EXERCISE BRIEF -
Pull every line of the entries that has the word "JobKind".

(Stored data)
┌──

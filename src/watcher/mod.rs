//! Job watcher: the entry point for polling remote jobs.
//!
//! [`JobWatcher`] binds one poll session to each watched job id and wires the
//! status client, the job kind adapter and the reconciler together:
//! - [`session`] - the [`PollDriver`](crate::scheduler::PollDriver) run by each session
//! - [`lifecycle`] - shutdown coordination
//!
//! Updates reach callers three ways: the broadcast channel from
//! [`JobWatcher::subscribe`], the optional [`JobObserver`], and a per-job
//! `watch` channel holding the latest snapshot.

mod lifecycle;
mod session;

use crate::adapters::adapter_for;
use crate::client::{CredentialProvider, StatusClient};
use crate::config::Config;
use crate::error::{Error, Result};
use crate::reconciler::should_continue_polling;
use crate::scheduler::{PollHandle, PollScheduler};
use crate::types::{Job, JobId, JobKind, JobUpdate, SessionOutcome};
use session::{JobSession, Notifier, SessionParams};
use std::collections::HashMap;
use std::sync::Arc;
use std::sync::atomic::{AtomicBool, Ordering};
use tokio::sync::{Mutex, broadcast, watch};

/// Receives every update synchronously on the session task
///
/// Implementations must not block; hand heavy work off to another task.
pub trait JobObserver: Send + Sync {
    /// Called once per applied reduction and once when a session ends
    fn on_update(&self, update: &JobUpdate);
}

/// Registry entry for one watched job
struct WatchEntry {
    handle: PollHandle,
    snapshot: watch::Receiver<Job>,
    outcome: watch::Receiver<Option<SessionOutcome>>,
}

/// Watches remote jobs until they finish (cloneable - all fields are Arc-wrapped)
#[derive(Clone)]
pub struct JobWatcher {
    /// Configuration (wrapped in Arc for sharing across tasks)
    pub(crate) config: Arc<Config>,
    /// Status client shared by every session
    pub(crate) client: StatusClient,
    /// Credential source consulted on every poll
    pub(crate) credentials: Arc<dyn CredentialProvider>,
    /// Update broadcast channel sender (multiple subscribers supported)
    pub(crate) event_tx: broadcast::Sender<JobUpdate>,
    /// Optional synchronous observer
    pub(crate) observer: Option<Arc<dyn JobObserver>>,
    /// Sessions by job id; at most one live session per id
    sessions: Arc<Mutex<HashMap<JobId, WatchEntry>>>,
    /// Whether new sessions are accepted (set to false during shutdown)
    pub(crate) accepting_new: Arc<AtomicBool>,
}

impl JobWatcher {
    /// Create a watcher
    ///
    /// # Errors
    /// Returns [`Error::Config`] if the configuration is invalid, or an error if
    /// the HTTP client cannot be built.
    pub fn new(config: Config, credentials: Arc<dyn CredentialProvider>) -> Result<Self> {
        config.validate()?;
        let client = StatusClient::new(&config.api)?;
        let (event_tx, _rx) = broadcast::channel(config.polling.update_buffer);

        Ok(Self {
            config: Arc::new(config),
            client,
            credentials,
            event_tx,
            observer: None,
            sessions: Arc::new(Mutex::new(HashMap::new())),
            accepting_new: Arc::new(AtomicBool::new(true)),
        })
    }

    /// Attach an observer that sees every update
    pub fn with_observer(mut self, observer: Arc<dyn JobObserver>) -> Self {
        self.observer = Some(observer);
        self
    }

    /// Subscribe to updates of every watched job
    ///
    /// Slow receivers may observe `RecvError::Lagged`; the per-job snapshot from
    /// [`JobWatcher::subscribe_job`] never lags.
    pub fn subscribe(&self) -> broadcast::Receiver<JobUpdate> {
        self.event_tx.subscribe()
    }

    /// Current configuration
    pub fn config(&self) -> &Config {
        &self.config
    }

    /// Start polling a job
    ///
    /// Returns a receiver that always holds the latest snapshot of the job.
    ///
    /// # Errors
    /// - [`Error::ShuttingDown`] after [`JobWatcher::shutdown`]
    /// - [`Error::AlreadyWatching`] if a live session exists for this id
    /// - [`Error::AlreadyTerminal`] if the job has nothing left to poll
    pub async fn watch(&self, job: Job) -> Result<watch::Receiver<Job>> {
        if !self.accepting_new.load(Ordering::SeqCst) {
            return Err(Error::ShuttingDown);
        }
        if !should_continue_polling(&job) {
            return Err(Error::AlreadyTerminal {
                id: job.id.to_string(),
                state: job.state.to_string(),
            });
        }

        let mut sessions = self.sessions.lock().await;
        if let Some(entry) = sessions.get(&job.id)
            && !entry.handle.is_finished()
        {
            return Err(Error::AlreadyWatching(job.id.to_string()));
        }

        let id = job.id.clone();
        let policy = self.config.polling.policy(job.kind);
        let (snapshot_tx, snapshot) = watch::channel(job.clone());
        let (outcome_tx, outcome) = watch::channel(None);

        let driver = JobSession::new(
            job.clone(),
            SessionParams {
                client: self.client.clone(),
                adapter: adapter_for(job.kind),
                credentials: Arc::clone(&self.credentials),
                max_misses: self.config.polling.max_consecutive_misses,
                notifier: Notifier {
                    event_tx: self.event_tx.clone(),
                    observer: self.observer.clone(),
                },
                snapshot_tx,
                outcome_tx,
            },
        );

        tracing::info!(
            job_id = %id,
            kind = %job.kind,
            interval_ms = policy.interval.as_millis() as u64,
            deadline_secs = policy.deadline.as_secs(),
            "watching job"
        );
        let deadline = tokio::time::Instant::now() + policy.deadline;
        let handle = PollScheduler::start(id.clone(), driver, policy.interval, deadline);

        sessions.insert(
            id,
            WatchEntry {
                handle,
                snapshot: snapshot.clone(),
                outcome,
            },
        );
        Ok(snapshot)
    }

    /// Start polling a freshly submitted job known only by id and kind
    pub async fn watch_id(
        &self,
        id: impl Into<JobId>,
        kind: JobKind,
    ) -> Result<watch::Receiver<Job>> {
        self.watch(Job::new(id, kind)).await
    }

    /// Stop polling a job and forget it
    ///
    /// A response still in flight is discarded. Returns how the session ended,
    /// which is `Cancelled` unless it had already finished on its own.
    ///
    /// # Errors
    /// Returns [`Error::NotWatching`] if the id is unknown.
    pub async fn unwatch(&self, id: &JobId) -> Result<SessionOutcome> {
        let entry = self
            .sessions
            .lock()
            .await
            .remove(id)
            .ok_or_else(|| Error::NotWatching(id.to_string()))?;

        tracing::debug!(job_id = %id, "unwatching job");
        entry.handle.cancel();
        Ok(entry.handle.join().await)
    }

    /// Latest snapshot of a watched job
    pub async fn snapshot(&self, id: &JobId) -> Option<Job> {
        let sessions = self.sessions.lock().await;
        sessions.get(id).map(|entry| entry.snapshot.borrow().clone())
    }

    /// Receiver holding the latest snapshot of a watched job
    pub async fn subscribe_job(&self, id: &JobId) -> Option<watch::Receiver<Job>> {
        let sessions = self.sessions.lock().await;
        sessions.get(id).map(|entry| entry.snapshot.clone())
    }

    /// Wait until the session of a job ends
    ///
    /// # Errors
    /// Returns [`Error::NotWatching`] if the id is unknown.
    pub async fn wait(&self, id: &JobId) -> Result<SessionOutcome> {
        let mut outcome = {
            let sessions = self.sessions.lock().await;
            sessions
                .get(id)
                .map(|entry| entry.outcome.clone())
                .ok_or_else(|| Error::NotWatching(id.to_string()))?
        };

        let finished = match outcome.wait_for(Option::is_some).await {
            Ok(value) => value.clone().unwrap_or(SessionOutcome::Cancelled),
            // Sender dropped without an outcome: the session task was torn down
            Err(_) => SessionOutcome::Cancelled,
        };
        Ok(finished)
    }

    /// Ids of jobs with a live session
    pub async fn active_jobs(&self) -> Vec<JobId> {
        let sessions = self.sessions.lock().await;
        sessions
            .iter()
            .filter(|(_, entry)| !entry.handle.is_finished())
            .map(|(id, _)| id.clone())
            .collect()
    }

    /// Remove entries whose session has ended, returning their final snapshots
    pub async fn prune_finished(&self) -> Vec<Job> {
        let mut sessions = self.sessions.lock().await;
        let finished: Vec<JobId> = sessions
            .iter()
            .filter(|(_, entry)| entry.handle.is_finished())
            .map(|(id, _)| id.clone())
            .collect();

        finished
            .iter()
            .filter_map(|id| sessions.remove(id))
            .map(|entry| entry.snapshot.borrow().clone())
            .collect()
    }
}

└──

TASK OUTPUT -
use crate::types::{Job, JobId, JobKind, JobUpdate, SessionOutcome};
        kind: JobKind,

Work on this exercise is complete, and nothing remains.